Love in Exile

Since ye have banished Beauty from my soul,
I wander in a faint and drear amaze;
Gone are the ancient, the familiar ways,
Strained the fine bonds of sufferance and control.

The utterness of sorrow none can know
Who have one help, assured, tho' distant far;
One fiery love, concentred to a star—
Night should be sombre that such stars may show.

They venture evil that they little guess,
Who hide that shining mercy from our eyes;
What though it mark a dreamer's paradise?
It is a world 'twixt us and nothingness.

Since they are gone, the blissful sights and sounds,
All hideous forms of ill assail my mind;
I hear the Demon's subtle speech behind,
I see the Present's atheistic bounds.

And then, I cast a shuddering, pitying look
Upon the fall'n—perhaps their virtue strove
To bridge th' abyss with daring and high love,
And, failing, perished in the leap they took.
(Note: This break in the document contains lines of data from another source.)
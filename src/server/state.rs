use std::sync::Arc;

use crate::server::registry::RegistryCatalog;
use crate::server::settings::Settings;

/// Shared application state for HTTP handlers.
///
/// The registry catalog is read-only after startup, so it can be shared
/// across concurrent admission requests without synchronization.
#[derive(Clone)]
pub struct AppState {
    pub catalog: Arc<RegistryCatalog>,
}

impl AppState {
    pub fn new(settings: &Settings) -> Self {
        let catalog = RegistryCatalog::new(
            &settings.registry.account_id,
            &settings.registry.region,
            &settings.registry.registries,
        );
        Self {
            catalog: Arc::new(catalog),
        }
    }
}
In this divorce from Beauty lies a wrong—
I must deny her, I who hold her faith
Deep in my heart, and fervent unto death,
While she is outlawed from my sight and song.

My mortal frame is welded to her might,
And my soul worships, as a captive does,
Who murmurs holy words 'mid heathen foes,
While cruel hands forbid the happy rite.

A sentry, forced to keep a foreign door,
A soldier to an alien banner sold,
A priest to whom the shrine is void and cold,
Are of the things men mock at, or deplore.

Eager to check, and tireless to reprove,
Pause, ere you scarce the meanest from his right,—
God gives to each his measure of delight,
To every nature its appropriate love.